Do potatoes and tomatoes have a single evolutionary history, and what proportion of the genome supports this history?
1 USDA, Agricultural Research Service; Department of Horticulture, 1575 Linden Drive, University of Wisconsin-Madison, Madison, Wisconsin 53706-1590, USA
2 Department of Plant Breeding and Genetics, Department of Plant Biology, 248 Emerson Hall, Cornell University, Ithaca, New York 14853, USA
3 Department of Statistics, Department of Botany, 1300 University Ave., University of Wisconsin-Madison, Madison, Wisconsin 53706-1590, USA
BMC Evolutionary Biology 2009, 9:191 doi:10.1186/1471-2148-9-191Published: 7 August 2009
Phylogenies reconstructed with only one or a few independently inherited loci may be unresolved or incongruent due to taxon and gene sampling, horizontal gene transfer, or differential selection and lineage sorting at individual loci. In an effort to remedy this situation, we examined the utility of conserved orthologous set (COSII) nuclear loci to elucidate the phylogenetic relationships among 29 diploid Solanum species in the sister clades that include tomato and potato, and in Datura inoxia as a far outgroup. We screened 40 COSII markers with intron content over 60% that are mapped in different chromosomes; selected a subset of 19 by the presence of single band amplification of size mostly between 600 and 1200 bp; sequenced these 19 COSII markers, and performed phylogenetic analyses with individual and concatenated datasets. The present study attempts to provide a fully resolved phylogeny among the main clades in potato and tomato that can help to identify the appropriate markers for future studies using additional species.
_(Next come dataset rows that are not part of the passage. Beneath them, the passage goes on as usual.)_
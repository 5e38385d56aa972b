//! Operation runner.
//!
//! Serializes user-initiated wallet operations behind a single busy flag,
//! applies the confirmation timeout, and maps every outcome into a terminal
//! [`Operation`] record. The busy flag is a mutex acquired with `try_lock`
//! at entry: a second caller gets `Busy` immediately instead of queueing,
//! and the guard releases the flag on every exit path.

use std::future::Future;
use std::sync::atomic::{AtomicU64, Ordering};
use std::sync::{Arc, Mutex as StdMutex};
use std::time::Duration;

use chrono::{DateTime, Utc};
use tokio::sync::{oneshot, Mutex as AsyncMutex};
use tracing::{error, info, warn};

use crate::chain::{ChainClient, TxHandle, TxReceipt};
use crate::error::{Error, Result};

/// Confirmation wait cap, matching the original sender's 15 second race.
pub const DEFAULT_CONFIRMATION_TIMEOUT: Duration = Duration::from_secs(15);

#[derive(Clone, Copy, Debug, PartialEq, Eq)]
pub enum OperationKind {
    Connect,
    SwitchNetwork,
    Deposit,
    Withdraw,
    Swap,
    AddLiquidity,
    Transfer,
}

#[derive(Clone, Copy, Debug, PartialEq, Eq)]
pub enum OperationStatus {
    Pending,
    Succeeded,
    Failed,
    /// The confirmation wait expired. The underlying transaction may still
    /// confirm later; this record is never revisited if it does.
    TimedOut,
}

/// Record of one user-initiated operation; immutable once terminal and
/// retained as the session's "last operation" until superseded.
#[derive(Clone, Debug)]
pub struct Operation {
    pub id: u64,
    pub kind: OperationKind,
    pub status: OperationStatus,
    pub started_at: DateTime<Utc>,
    pub result: Option<TxReceipt>,
    pub error: Option<Error>,
}

impl Operation {
    pub fn is_terminal(&self) -> bool {
        self.status != OperationStatus::Pending
    }
}

type TerminalObserver = dyn Fn(&Operation) + Send + Sync;

struct Shared {
    busy: AsyncMutex<()>,
    next_id: AtomicU64,
    last: StdMutex<Option<Operation>>,
    /// Abort channel for the Pending operation, taken by `fail_pending`.
    abort: StdMutex<Option<oneshot::Sender<Error>>>,
    observer: StdMutex<Option<Arc<TerminalObserver>>>,
}

pub struct OperationRunner<C> {
    client: Arc<C>,
    confirmation_timeout: Duration,
    shared: Arc<Shared>,
}

impl<C> Clone for OperationRunner<C> {
    fn clone(&self) -> Self {
        Self {
            client: Arc::clone(&self.client),
            confirmation_timeout: self.confirmation_timeout,
            shared: Arc::clone(&self.shared),
        }
    }
}

impl<C: ChainClient> OperationRunner<C> {
    pub fn new(client: Arc<C>) -> Self {
        Self {
            client,
            confirmation_timeout: DEFAULT_CONFIRMATION_TIMEOUT,
            shared: Arc::new(Shared {
                busy: AsyncMutex::new(()),
                next_id: AtomicU64::new(1),
                last: StdMutex::new(None),
                abort: StdMutex::new(None),
                observer: StdMutex::new(None),
            }),
        }
    }

    pub fn with_confirmation_timeout(mut self, timeout: Duration) -> Self {
        self.confirmation_timeout = timeout;
        self
    }

    pub fn confirmation_timeout(&self) -> Duration {
        self.confirmation_timeout
    }

    /// Register a synchronous callback fired on every terminal transition,
    /// so presentation can refresh derived state (balances, reserves).
    pub fn set_observer(&self, observer: impl Fn(&Operation) + Send + Sync + 'static) {
        *self.shared.observer.lock().expect("observer lock poisoned") = Some(Arc::new(observer));
    }

    /// The most recent operation record, Pending or terminal.
    pub fn last_operation(&self) -> Option<Operation> {
        self.shared.last.lock().expect("operation lock poisoned").clone()
    }

    /// Run a transaction operation: `action` performs the send and hands
    /// back the transaction handle; the runner then waits for confirmation
    /// under the configured timeout.
    ///
    /// Fails with `Busy` if another operation is Pending; any other outcome
    /// is reported through the returned terminal [`Operation`].
    pub async fn run<F, Fut>(&self, kind: OperationKind, action: F) -> Result<Operation>
    where
        F: FnOnce() -> Fut,
        Fut: Future<Output = Result<TxHandle>>,
    {
        let _guard = self.shared.busy.try_lock().map_err(|_| Error::Busy)?;
        let (mut op, mut abort_rx) = self.begin(kind);

        let outcome = match action().await {
            Ok(handle) => {
                // An abort that landed while the action was in flight wins
                // over the confirmation wait.
                if let Ok(e) = abort_rx.try_recv() {
                    Err(e)
                } else {
                    tokio::select! {
                        res = self.client.wait(handle, self.confirmation_timeout) => res.map(Some),
                        aborted = &mut abort_rx => {
                            Err(aborted.unwrap_or(Error::WalletUnavailable))
                        }
                    }
                }
            }
            Err(e) => Err(e),
        };

        self.finish(&mut op, outcome);
        Ok(op)
    }

    /// Run a receipt-less operation (connect, network switch) under the same
    /// busy flag, so the one-Pending-per-session rule covers every kind.
    pub async fn run_control<F, Fut, T>(&self, kind: OperationKind, action: F) -> Result<(Operation, T)>
    where
        F: FnOnce() -> Fut,
        Fut: Future<Output = Result<T>>,
    {
        let _guard = self.shared.busy.try_lock().map_err(|_| Error::Busy)?;
        let (mut op, mut abort_rx) = self.begin(kind);

        let outcome = tokio::select! {
            res = action() => res,
            aborted = &mut abort_rx => Err(aborted.unwrap_or(Error::WalletUnavailable)),
        };

        match outcome {
            Ok(value) => {
                self.finish(&mut op, Ok(None));
                Ok((op, value))
            }
            Err(e) => {
                self.finish(&mut op, Err(e.clone()));
                Err(e)
            }
        }
    }

    /// Fail the Pending operation from outside the run loop, e.g. when the
    /// wallet revokes account access mid-flight. No-op when nothing is
    /// Pending or the operation already went terminal.
    pub fn fail_pending(&self, error: Error) {
        let sender = self.shared.abort.lock().expect("abort lock poisoned").take();
        if let Some(tx) = sender {
            let _ = tx.send(error);
        }
    }

    fn begin(&self, kind: OperationKind) -> (Operation, oneshot::Receiver<Error>) {
        let id = self.shared.next_id.fetch_add(1, Ordering::Relaxed);
        let op = Operation {
            id,
            kind,
            status: OperationStatus::Pending,
            started_at: Utc::now(),
            result: None,
            error: None,
        };
        info!(id, ?kind, "operation started");
        *self.shared.last.lock().expect("operation lock poisoned") = Some(op.clone());
        let (abort_tx, abort_rx) = oneshot::channel();
        *self.shared.abort.lock().expect("abort lock poisoned") = Some(abort_tx);
        (op, abort_rx)
    }

    fn finish(&self, op: &mut Operation, outcome: Result<Option<TxReceipt>>) {
        match outcome {
            Ok(receipt) => {
                op.status = OperationStatus::Succeeded;
                op.result = receipt;
                info!(id = op.id, kind = ?op.kind, "operation succeeded");
            }
            Err(Error::Timeout(t)) => {
                op.status = OperationStatus::TimedOut;
                op.error = Some(Error::Timeout(t));
                warn!(
                    id = op.id,
                    kind = ?op.kind,
                    "confirmation wait timed out; the transaction may still confirm"
                );
            }
            Err(e) => {
                op.status = OperationStatus::Failed;
                error!(id = op.id, kind = ?op.kind, error = %e, "operation failed");
                op.error = Some(e);
            }
        }
        *self.shared.abort.lock().expect("abort lock poisoned") = None;
        *self.shared.last.lock().expect("operation lock poisoned") = Some(op.clone());

        let observer = self
            .shared
            .observer
            .lock()
            .expect("observer lock poisoned")
            .clone();
        if let Some(callback) = observer {
            callback(op);
        }
    }
}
Among potatoes, when total evidence is invoked, one single predominant history is highlighted with complete resolution within and among the three main clades. It also supports the hypothesis of the North and Central American B-genome origin of the tuber-bearing members of Solanum sect. Petota and shows a clear division between A genomes in clades 3 and 4, and B genomes in clade 1+2. On the other hand, when a prior agreement approach is invoked other potato evolutionary histories are revealed but with less support. These alternative histories could be explained by past hybridization, or fast rates of speciation. In the case of tomato, the analyses with all sequence data completely resolved 19 of 21 clades, for the first time revealed the monophyly of five clades, and gave further support for the recent segregation of new species from the former Solanum peruvianum. Concordance analyses revealed and summarized the extensive discordance among COSII markers. Some potential reasons for discordance could be methodological, to include systematic errors due to using a wrong model of sequence evolution, coupled with long branches, or mixtures of branch lengths within COSII, or undetected paralogy or alignment bias. Other reasons could be biological processes such as hybridization or lineage sorting.
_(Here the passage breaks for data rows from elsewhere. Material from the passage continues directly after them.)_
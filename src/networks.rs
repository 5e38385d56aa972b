//! Static registry of supported networks.
//!
//! Pure lookup tables, no state. Which chains count as valid depends on the
//! app surface asking: the bank and DEX deployments live on the local dev
//! chain, while the raw-transfer sender targets public testnets.

/// Numeric identifier of a blockchain network.
pub type ChainId = u64;

/// Native currency metadata as wallets expect it in add-network requests.
#[derive(Clone, Copy, Debug, PartialEq, Eq)]
pub struct NativeCurrency {
    pub name: &'static str,
    pub symbol: &'static str,
    pub decimals: u8,
}

/// A supported network with display metadata and RPC endpoints.
#[derive(Clone, Debug, PartialEq, Eq)]
pub struct NetworkDescriptor {
    pub chain_id: ChainId,
    pub display_name: &'static str,
    pub rpc_urls: &'static [&'static str],
    pub block_explorer_urls: &'static [&'static str],
    pub native_currency: NativeCurrency,
}

pub const HARDHAT_CHAIN_ID: ChainId = 31337;
pub const BNB_TESTNET_CHAIN_ID: ChainId = 97;
pub const POLYGON_MUMBAI_CHAIN_ID: ChainId = 80001;

const ETH: NativeCurrency = NativeCurrency {
    name: "Ether",
    symbol: "ETH",
    decimals: 18,
};

/// All networks this app knows how to describe to a wallet.
pub const NETWORKS: &[NetworkDescriptor] = &[
    NetworkDescriptor {
        chain_id: HARDHAT_CHAIN_ID,
        display_name: "Hardhat Local",
        rpc_urls: &["http://127.0.0.1:8545"],
        block_explorer_urls: &[],
        native_currency: ETH,
    },
    NetworkDescriptor {
        chain_id: BNB_TESTNET_CHAIN_ID,
        display_name: "BNB Smart Chain Testnet",
        rpc_urls: &["https://data-seed-prebsc-1-s1.binance.org:8545/"],
        block_explorer_urls: &["https://bsc-testnet.publicnode.com"],
        native_currency: NativeCurrency {
            name: "BNB",
            symbol: "BNB",
            decimals: 18,
        },
    },
    NetworkDescriptor {
        chain_id: POLYGON_MUMBAI_CHAIN_ID,
        display_name: "Polygon Mumbai",
        rpc_urls: &["https://polygon-mumbai-bor-rpc.publicnode.com"],
        block_explorer_urls: &["https://mumbai.polygonscan.com"],
        native_currency: NativeCurrency {
            name: "MATIC",
            symbol: "MATIC",
            decimals: 18,
        },
    },
];

/// Which app surface is asking; surfaces accept different network sets.
#[derive(Clone, Copy, Debug, PartialEq, Eq)]
pub enum SurfaceContext {
    Bank,
    Dex,
    Sender,
}

const LOCAL_CHAINS: &[ChainId] = &[HARDHAT_CHAIN_ID];
const SENDER_CHAINS: &[ChainId] = &[BNB_TESTNET_CHAIN_ID, POLYGON_MUMBAI_CHAIN_ID];

/// Find a network descriptor by chain ID.
pub fn lookup(chain_id: ChainId) -> Option<&'static NetworkDescriptor> {
    NETWORKS.iter().find(|n| n.chain_id == chain_id)
}

/// The chain IDs a surface accepts.
pub fn accepted_chain_ids(context: SurfaceContext) -> &'static [ChainId] {
    match context {
        SurfaceContext::Bank | SurfaceContext::Dex => LOCAL_CHAINS,
        SurfaceContext::Sender => SENDER_CHAINS,
    }
}

/// Check whether a chain ID is valid for the given surface.
pub fn is_accepted(chain_id: ChainId, context: SurfaceContext) -> bool {
    accepted_chain_ids(context).contains(&chain_id)
}

/// Parse a wallet-style hex chain ID ("0x7a69" -> 31337).
pub fn parse_chain_id_hex(raw: &str) -> Option<ChainId> {
    let digits = raw.trim().strip_prefix("0x")?;
    ChainId::from_str_radix(digits, 16).ok()
}

#[cfg(test)]
mod tests {
    use super::*;

    // ==================== lookup tests ====================

    #[test]
    fn test_lookup_hardhat() {
        let network = lookup(HARDHAT_CHAIN_ID);
        assert!(network.is_some());
        let network = network.unwrap();
        assert_eq!(network.display_name, "Hardhat Local");
        assert_eq!(network.native_currency.symbol, "ETH");
    }

    #[test]
    fn test_lookup_bnb_testnet() {
        let network = lookup(BNB_TESTNET_CHAIN_ID);
        assert!(network.is_some());
        assert_eq!(network.unwrap().native_currency.symbol, "BNB");
    }

    #[test]
    fn test_lookup_not_found() {
        assert!(lookup(999999).is_none());
    }

    // ==================== is_accepted tests ====================

    #[test]
    fn test_bank_accepts_local_only() {
        assert!(is_accepted(HARDHAT_CHAIN_ID, SurfaceContext::Bank));
        assert!(!is_accepted(BNB_TESTNET_CHAIN_ID, SurfaceContext::Bank));
        assert!(!is_accepted(1, SurfaceContext::Bank));
    }

    #[test]
    fn test_dex_accepts_local_only() {
        assert!(is_accepted(HARDHAT_CHAIN_ID, SurfaceContext::Dex));
        assert!(!is_accepted(POLYGON_MUMBAI_CHAIN_ID, SurfaceContext::Dex));
    }

    #[test]
    fn test_sender_accepts_public_testnets() {
        assert!(is_accepted(BNB_TESTNET_CHAIN_ID, SurfaceContext::Sender));
        assert!(is_accepted(POLYGON_MUMBAI_CHAIN_ID, SurfaceContext::Sender));
        assert!(!is_accepted(HARDHAT_CHAIN_ID, SurfaceContext::Sender));
    }

    // ==================== parse_chain_id_hex tests ====================

    #[test]
    fn test_parse_chain_id_hex_hardhat() {
        assert_eq!(parse_chain_id_hex("0x7a69"), Some(HARDHAT_CHAIN_ID));
    }

    #[test]
    fn test_parse_chain_id_hex_bnb_testnet() {
        assert_eq!(parse_chain_id_hex("0x61"), Some(BNB_TESTNET_CHAIN_ID));
    }

    #[test]
    fn test_parse_chain_id_hex_mumbai() {
        assert_eq!(parse_chain_id_hex("0x13881"), Some(POLYGON_MUMBAI_CHAIN_ID));
    }

    #[test]
    fn test_parse_chain_id_hex_rejects_bare_decimal() {
        assert_eq!(parse_chain_id_hex("31337"), None);
    }

    #[test]
    fn test_parse_chain_id_hex_rejects_garbage() {
        assert_eq!(parse_chain_id_hex("0xzz"), None);
        assert_eq!(parse_chain_id_hex(""), None);
    }
}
This study confirms and quantifies the utility of using DNA sequences from different parts of the genome in phylogenetic studies to avoid possible bias in the sampling. It shows that 11–18 loci are enough to get the dominant history in this group of Solanum, but more loci would be needed to discern the distribution of gene genealogies in more depth, and thus detect which mechanism most likely shaped the discordance.